Let us return once more to the memoirs of Edward G. Turner, British pioneer film distributor, who in 1926 wrote a series of articles for the Kinematograph Weekly on his thirty years in the film business. Turner here describes how the ealy British film business in the late 1900s started to gather in one area of London, soon to be affectionately named ‘Flicker Alley’:
We had splendid premises at Dane Street, but as the industry grew, it was necessary to have a common centre, where customers from the provinces could make their purchases easily and not have to travel all over London to visit the different firms, and so the trade began to drift west, and Cecil Court, where Gaumont’s had so long been established, became the centre of the trade – so much so that the court lost its proper name and became known as “Flicker Alley”.
We reluctantly decided to go West, and did establish ourselves at 40, Gerrard Street. I always think it was a mistake for the Trade to setle upon the most expensive quarter in London for their offices, showrooms and stores, as our trade demands plenty of space, and the West is very expensive; that is why nearly all of us, even to-day, are cramped for room.
By this time the old showman had given up travelling and had opened permanent kinemas; others had followed, and everywhere the picture Industry was booming, and kinemas were springing up like mushrooms all over the country. This was good for houses like ours, which dealt not only in films and machines, but in all other requisities for the kinema. Those were good days indeed – and profitables ones.
Simon Brown has written an excellent essay on the history of Flicker Alley, which identifies all of the film businesses based there, for the latest issue of Film Studies (issue 10, Spring 2007). This specially-themed issue on cities just so happens to have an essay by me on children’s cinema-going in London before the First World War as well, so all the more reason for the dedicated to seek it out. Cecil Court is now London’s home for second-hand and antiquarian booksellers.

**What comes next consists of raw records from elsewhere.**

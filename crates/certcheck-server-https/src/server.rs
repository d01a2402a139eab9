//! HTTPS listener with TLS termination and a no-op request handler
//!
//! The listener exists so clients can complete a TLS handshake and inspect the
//! certificate. Every HTTP request gets an empty `200 OK`.
use crate::shutdown::ShutdownListener;
use rustls::crypto::CryptoProvider;
use std::fs::File;
use std::io::BufReader;
use std::net::SocketAddr;
use std::path::{Path, PathBuf};
use std::sync::Arc;
use std::time::Duration;
use thiserror::Error;
use tokio::io::{AsyncRead, AsyncReadExt, AsyncWriteExt};
use tokio::net::{TcpListener, TcpStream};
use tokio::task::JoinSet;
use tokio::time::timeout;
use tokio_rustls::rustls::pki_types::{CertificateDer, PrivateKeyDer};
use tokio_rustls::rustls::ServerConfig;
use tokio_rustls::TlsAcceptor;
use tracing::{debug, error, info, warn};

/// Default time in-flight connections get to finish after shutdown
pub const DEFAULT_GRACE_PERIOD: Duration = Duration::from_secs(5);

/// Default time a client gets to finish the handshake and send its request head
pub const DEFAULT_REQUEST_TIMEOUT: Duration = Duration::from_secs(10);

/// Pause after a failed accept (e.g. out of file descriptors)
const ACCEPT_ERROR_BACKOFF: Duration = Duration::from_millis(100);

const MAX_REQUEST_HEAD: usize = 8192;

const EMPTY_OK_RESPONSE: &[u8] =
    b"HTTP/1.1 200 OK\r\nContent-Length: 0\r\nConnection: close\r\n\r\n";

#[derive(Debug, Error)]
pub enum HttpsServerError {
    #[error("IO error: {0}")]
    IoError(#[from] std::io::Error),

    #[error("TLS error: {0}")]
    TlsError(String),

    #[error("Failed to bind to {address}: {reason}\n\nTroubleshooting:\n  • Check if another process is using this port: lsof -i :{port}\n  • Try using a different address or port")]
    BindError {
        address: String,
        port: u16,
        reason: String,
    },
}

/// Problems seen while draining connections. Never fatal.
#[derive(Debug, Error)]
pub enum ShutdownError {
    #[error("{remaining} connection(s) still open after the {grace:?} grace period were aborted")]
    GracePeriodElapsed { remaining: usize, grace: Duration },

    #[error("{count} connection task(s) panicked")]
    ConnectionPanicked { count: usize },
}

/// Certificate and key handed to the listener
#[derive(Debug)]
pub enum TlsMaterial {
    /// DER material passed straight to rustls
    InMemory {
        cert_chain: Vec<CertificateDer<'static>>,
        private_key: PrivateKeyDer<'static>,
    },

    /// PEM files read back at bind time
    PemFiles { cert_path: PathBuf, key_path: PathBuf },
}

impl TlsMaterial {
    pub fn in_memory(cert: CertificateDer<'static>, private_key: PrivateKeyDer<'static>) -> Self {
        TlsMaterial::InMemory {
            cert_chain: vec![cert],
            private_key,
        }
    }

    pub fn pem_files(cert_path: impl Into<PathBuf>, key_path: impl Into<PathBuf>) -> Self {
        TlsMaterial::PemFiles {
            cert_path: cert_path.into(),
            key_path: key_path.into(),
        }
    }

    fn load(self) -> Result<(Vec<CertificateDer<'static>>, PrivateKeyDer<'static>), HttpsServerError> {
        match self {
            TlsMaterial::InMemory {
                cert_chain,
                private_key,
            } => Ok((cert_chain, private_key)),
            TlsMaterial::PemFiles {
                cert_path,
                key_path,
            } => {
                debug!("Loading TLS certificate from: {}", cert_path.display());
                let certs = load_certs(&cert_path)?;

                debug!("Loading TLS private key from: {}", key_path.display());
                let key = load_private_key(&key_path)?;

                Ok((certs, key))
            }
        }
    }
}

#[derive(Debug, Clone)]
pub struct HttpsServerConfig {
    pub bind_addr: SocketAddr,
    pub grace_period: Duration,

    /// Applies separately to the TLS handshake and to reading the request head
    pub request_timeout: Duration,
}

impl HttpsServerConfig {
    pub fn new(bind_addr: SocketAddr) -> Self {
        Self {
            bind_addr,
            grace_period: DEFAULT_GRACE_PERIOD,
            request_timeout: DEFAULT_REQUEST_TIMEOUT,
        }
    }
}

/// A bound HTTPS listener, ready to serve
pub struct HttpsServer {
    config: HttpsServerConfig,
    listener: TcpListener,
    acceptor: TlsAcceptor,
    local_addr: SocketAddr,
}

/// Load TLS certificates from a PEM file
fn load_certs(path: &Path) -> Result<Vec<CertificateDer<'static>>, HttpsServerError> {
    let file = File::open(path)
        .map_err(|e| HttpsServerError::TlsError(format!("Failed to open cert file: {}", e)))?;
    let mut reader = BufReader::new(file);

    let certs = rustls_pemfile::certs(&mut reader)
        .collect::<Result<Vec<_>, _>>()
        .map_err(|e| HttpsServerError::TlsError(format!("Failed to parse certs: {}", e)))?;

    if certs.is_empty() {
        return Err(HttpsServerError::TlsError(format!(
            "No certificate found in {}",
            path.display()
        )));
    }

    Ok(certs)
}

/// Load a private key from a PEM file
fn load_private_key(path: &Path) -> Result<PrivateKeyDer<'static>, HttpsServerError> {
    let file = File::open(path)
        .map_err(|e| HttpsServerError::TlsError(format!("Failed to open key file: {}", e)))?;
    let mut reader = BufReader::new(file);

    rustls_pemfile::private_key(&mut reader)
        .map_err(|e| HttpsServerError::TlsError(format!("Failed to parse key: {}", e)))?
        .ok_or_else(|| HttpsServerError::TlsError("No private key found".to_string()))
}

/// Use the process-wide provider when one is installed, ring otherwise
fn crypto_provider() -> Arc<CryptoProvider> {
    CryptoProvider::get_default()
        .cloned()
        .unwrap_or_else(|| Arc::new(rustls::crypto::ring::default_provider()))
}

fn tls_config(
    certs: Vec<CertificateDer<'static>>,
    key: PrivateKeyDer<'static>,
) -> Result<ServerConfig, HttpsServerError> {
    let mut config = ServerConfig::builder_with_provider(crypto_provider())
        .with_safe_default_protocol_versions()
        .map_err(|e| HttpsServerError::TlsError(format!("Unsupported protocol versions: {}", e)))?
        .with_no_client_auth()
        .with_single_cert(certs, key)
        .map_err(|e| HttpsServerError::TlsError(format!("Invalid cert/key: {}", e)))?;

    config.alpn_protocols = vec![b"http/1.1".to_vec()];
    Ok(config)
}

impl HttpsServer {
    /// Load the TLS material and bind the listening socket
    pub async fn bind(
        config: HttpsServerConfig,
        material: TlsMaterial,
    ) -> Result<Self, HttpsServerError> {
        let (certs, key) = material.load()?;
        let acceptor = TlsAcceptor::from(Arc::new(tls_config(certs, key)?));

        let bind_addr = config.bind_addr;
        let listener = TcpListener::bind(bind_addr)
            .await
            .map_err(|e| HttpsServerError::BindError {
                address: bind_addr.ip().to_string(),
                port: bind_addr.port(),
                reason: e.to_string(),
            })?;
        let local_addr = listener.local_addr()?;

        info!("HTTPS server listening on {}", local_addr);

        Ok(Self {
            config,
            listener,
            acceptor,
            local_addr,
        })
    }

    /// Address the listener is actually bound to
    pub fn local_addr(&self) -> SocketAddr {
        self.local_addr
    }

    /// Accept connections until `shutdown` fires, then drain in-flight connections
    ///
    /// Connections still running when the grace period runs out are aborted and
    /// reported through the returned error.
    pub async fn serve(self, mut shutdown: ShutdownListener) -> Result<(), ShutdownError> {
        let Self {
            config,
            listener,
            acceptor,
            local_addr,
        } = self;

        let mut connections = JoinSet::new();
        let mut accepted: u64 = 0;
        let request_timeout = config.request_timeout;
        let mut panicked = 0;

        loop {
            tokio::select! {
                _ = shutdown.wait() => {
                    debug!("Shutdown signalled for {}", local_addr);
                    break;
                }
                result = listener.accept() => {
                    match result {
                        Ok((stream, peer_addr)) => {
                            accepted += 1;
                            let acceptor = acceptor.clone();
                            connections.spawn(async move {
                                if let Err(e) =
                                    handle_connection(stream, peer_addr, acceptor, request_timeout).await
                                {
                                    debug!("HTTPS connection error from {}: {}", peer_addr, e);
                                }
                            });
                        }
                        Err(e) => {
                            error!("Failed to accept HTTPS connection: {}", e);
                            tokio::time::sleep(ACCEPT_ERROR_BACKOFF).await;
                        }
                    }
                }
                Some(finished) = connections.join_next(), if !connections.is_empty() => {
                    if matches!(&finished, Err(e) if e.is_panic()) {
                        panicked += 1;
                    }
                }
            }
        }

        // No new connections from here on
        drop(listener);

        info!(
            "HTTPS server on {} stopped accepting ({} connections accepted, {} in flight)",
            local_addr,
            accepted,
            connections.len()
        );

        drain(connections, config.grace_period, panicked).await
    }
}

async fn drain(
    mut connections: JoinSet<()>,
    grace: Duration,
    mut panicked: usize,
) -> Result<(), ShutdownError> {
    let deadline = tokio::time::sleep(grace);
    tokio::pin!(deadline);

    loop {
        tokio::select! {
            next = connections.join_next() => match next {
                None => break,
                Some(Err(e)) if e.is_panic() => panicked += 1,
                Some(_) => {}
            },
            _ = &mut deadline => {
                let remaining = connections.len();
                warn!("Aborting {} connection(s) after {:?} grace period", remaining, grace);
                connections.shutdown().await;
                return Err(ShutdownError::GracePeriodElapsed { remaining, grace });
            }
        }
    }

    if panicked > 0 {
        return Err(ShutdownError::ConnectionPanicked { count: panicked });
    }

    Ok(())
}

async fn handle_connection(
    stream: TcpStream,
    peer_addr: SocketAddr,
    acceptor: TlsAcceptor,
    request_timeout: Duration,
) -> Result<(), HttpsServerError> {
    debug!("New HTTPS connection from {}", peer_addr);

    // TLS handshake. A client rejecting our certificate ends up here.
    let mut tls_stream = match timeout(request_timeout, acceptor.accept(stream)).await {
        Ok(Ok(s)) => s,
        Ok(Err(e)) => {
            debug!("TLS handshake failed from {}: {}", peer_addr, e);
            return Err(HttpsServerError::TlsError(format!(
                "Handshake failed: {}",
                e
            )));
        }
        Err(_) => {
            debug!("TLS handshake timed out from {}", peer_addr);
            return Err(HttpsServerError::TlsError(format!(
                "Handshake timed out after {:?}",
                request_timeout
            )));
        }
    };

    debug!("TLS handshake completed for {}", peer_addr);

    let n = timeout(request_timeout, read_request_head(&mut tls_stream))
        .await
        .map_err(|_| {
            std::io::Error::new(std::io::ErrorKind::TimedOut, "request head timed out")
        })??;
    if n == 0 {
        return Ok(()); // Connection closed right after the handshake
    }

    tls_stream.write_all(EMPTY_OK_RESPONSE).await?;
    tls_stream.flush().await?;
    let _ = tls_stream.shutdown().await;

    Ok(())
}

/// Read until the end of the request head, EOF, or the buffer limit
async fn read_request_head<S>(stream: &mut S) -> std::io::Result<usize>
where
    S: AsyncRead + Unpin,
{
    let mut buffer = vec![0u8; MAX_REQUEST_HEAD];
    let mut filled = 0;

    while filled < buffer.len() {
        let n = stream.read(&mut buffer[filled..]).await?;
        if n == 0 {
            break;
        }
        filled += n;

        if buffer[..filled].windows(4).any(|w| w == b"\r\n\r\n") {
            break;
        }
    }

    Ok(filled)
}

#[cfg(test)]
mod tests {
    use super::*;

    #[test]
    fn test_https_server_config_defaults() {
        let config = HttpsServerConfig::new(SocketAddr::from(([127, 0, 0, 1], 8443)));
        assert_eq!(config.bind_addr.port(), 8443);
        assert_eq!(config.grace_period, DEFAULT_GRACE_PERIOD);
        assert_eq!(config.request_timeout, DEFAULT_REQUEST_TIMEOUT);
    }

    #[tokio::test]
    async fn test_read_request_head_stops_at_blank_line() {
        let request = b"GET / HTTP/1.1\r\nHost: example.com\r\n\r\n";
        let mut input: &[u8] = request;

        let n = read_request_head(&mut input).await.unwrap();
        assert_eq!(n, request.len());
    }

    #[tokio::test]
    async fn test_read_request_head_handles_eof() {
        let mut input: &[u8] = b"";
        assert_eq!(read_request_head(&mut input).await.unwrap(), 0);

        let mut partial: &[u8] = b"GET / HT";
        assert_eq!(read_request_head(&mut partial).await.unwrap(), 8);
    }

    #[tokio::test]
    async fn test_read_request_head_is_bounded() {
        let oversized = vec![b'a'; MAX_REQUEST_HEAD * 2];
        let mut input: &[u8] = &oversized;

        assert_eq!(
            read_request_head(&mut input).await.unwrap(),
            MAX_REQUEST_HEAD
        );
    }

    #[tokio::test]
    async fn test_missing_pem_files_are_tls_errors() {
        let dir = std::env::temp_dir().join("certcheck-missing-material");
        let material = TlsMaterial::pem_files(dir.join("cert.pem"), dir.join("key.pem"));

        let config = HttpsServerConfig::new(SocketAddr::from(([127, 0, 0, 1], 0)));

        match HttpsServer::bind(config, material).await {
            Err(HttpsServerError::TlsError(msg)) => assert!(msg.contains("cert file")),
            Err(other) => panic!("expected TLS error, got {}", other),
            Ok(_) => panic!("bind should fail without certificate files"),
        }
    }

    #[tokio::test]
    async fn test_drain_with_no_connections_is_clean() {
        let connections = JoinSet::new();
        assert!(drain(connections, Duration::from_millis(10), 0).await.is_ok());
    }

    #[tokio::test]
    async fn test_drain_aborts_stuck_connections() {
        let mut connections = JoinSet::new();
        connections.spawn(async {
            tokio::time::sleep(Duration::from_secs(60)).await;
        });

        let result = drain(connections, Duration::from_millis(50), 0).await;
        assert!(matches!(
            result,
            Err(ShutdownError::GracePeriodElapsed { remaining: 1, .. })
        ));
    }
}
// src/value/autograd.rs

use crate::autograd::graph::topological_sort;
use crate::value::Value;

impl Value {
    /// Returns the accumulated gradient.
    ///
    /// Meaningful only after `backward()` ran on a root that depends on this node.
    pub fn grad(&self) -> f64 {
        self.node.grad.get()
    }

    /// Resets the gradient of this node to exactly `0.0`.
    pub fn zero_grad(&self) {
        self.node.grad.set(0.0);
    }

    pub(crate) fn set_grad(&self, grad: f64) {
        self.node.grad.set(grad);
    }

    /// Adds `contribution` to the gradient. Used by the local gradient rules.
    pub(crate) fn accumulate_grad(&self, contribution: f64) {
        let grad = &self.node.grad;
        grad.set(grad.get() + contribution);
    }

    /// Computes d(self)/d(node) for every node this value was computed from.
    ///
    /// The ancestors are sorted topologically, `self.grad` is set to `1.0` and
    /// every node's local rule then runs exactly once, consumers before the
    /// nodes they consume, so a node shared by several paths receives the sum
    /// of all of them.
    ///
    /// Nothing is zeroed: the gradients of all other nodes keep what they held
    /// and grow by this pass's contributions. Calling `backward()` twice on the
    /// same graph therefore accumulates; reset parameters with `zero_grad`
    /// between training steps.
    pub fn backward(&self) {
        let sorted = topological_sort(self);
        self.set_grad(1.0);

        if self.is_leaf() {
            log::debug!("backward() called on a leaf value. No operation to perform.");
            return;
        }

        for node in sorted.iter().rev() {
            node.op().backward(node.data(), node.grad());
        }
        log::debug!("backward() propagated through {} nodes", sorted.len());
    }
}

About this period saw the introduction of the exclusive. Which firm introduced this system I am afraid will never been known definitely. They say great minds think alike, and it is a debatable point as to which was actually the firm, Jury’s, Andrew’s, or ourselves, but all exhibitors will remember our first one, namely: “Fools of Society”, as it brought golden records to their pay-boxes. The idea caught on with the Trade, and so a new era was started in film renting.
About this time we represented nearly all the German film producers, two of the stars being Henny Porten and the great Asta Nielsen, and the time came when we had to leave 40, Gerrard Street for larger and more commodious premises at 46.

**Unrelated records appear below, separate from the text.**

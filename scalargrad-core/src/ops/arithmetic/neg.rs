use crate::ops::arithmetic::mul_scalar_op;
use crate::value::Value;

/// Negates a value, built as `a * -1`.
pub fn neg_op(a: &Value) -> Value {
    mul_scalar_op(a, -1.0)
}

#[cfg(test)]
#[path = "neg_test.rs"]
mod tests;
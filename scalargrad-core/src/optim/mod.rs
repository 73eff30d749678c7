// src/optim/mod.rs

//! Optimizers for training models built from scalar values.
//!
//! An optimizer holds handles to parameter leaves and rewrites their data in
//! place from the gradients left by the last `backward()` call.

pub mod optimizer_trait;
pub mod sgd;

// Re-export key items for easier access
pub use optimizer_trait::Optimizer;
pub use sgd::SgdOptimizer;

This, I think, was in the year 1913, just at the time when the Famous players Producing Company began to put their films on the English market, and we purchased from them the first long Mary Pickford films ever made: “A Good Little Devil” (6,000 ft.), “In the Bishop’s Carriage” (6,000 ft.), and “Caprice” (5,000-6,000 ft.). We originated the phrase “The World’s Sweetheart” for this great little artist.
A bold and most unlikely claim!
About that time also we put the Clarendon Film Co’s big film, “The Great Fire of London”, and Barker’s big creations, “East Lynne” and “Jane Shore”, the latter being one of the most ambitious that any English producer had ever made.
What visions of full houses these names must conjure up to those exhibitors who played them!
(To be continued.)
The ‘exclusive’ film system was a break away from a uniform pricing policy for any kind of film (so much per foot) to the marketing of higher quality films on an exclusive basis, usually determined by territory or time period. The most notorious example was Will Barker’s marketing of his Henry VIII (1911), which he made available to exhibitors for a short period only (six weeks) at high prices, then publicly burned all the prints. No one else pursued such a drastic policy, but the introduction of exclusive hire for quality films caught on quickly, as was an important development for the British film trade, cementing the renting sector of the business, and impressing on everyone for the first time the idea of film as (occasionally) art.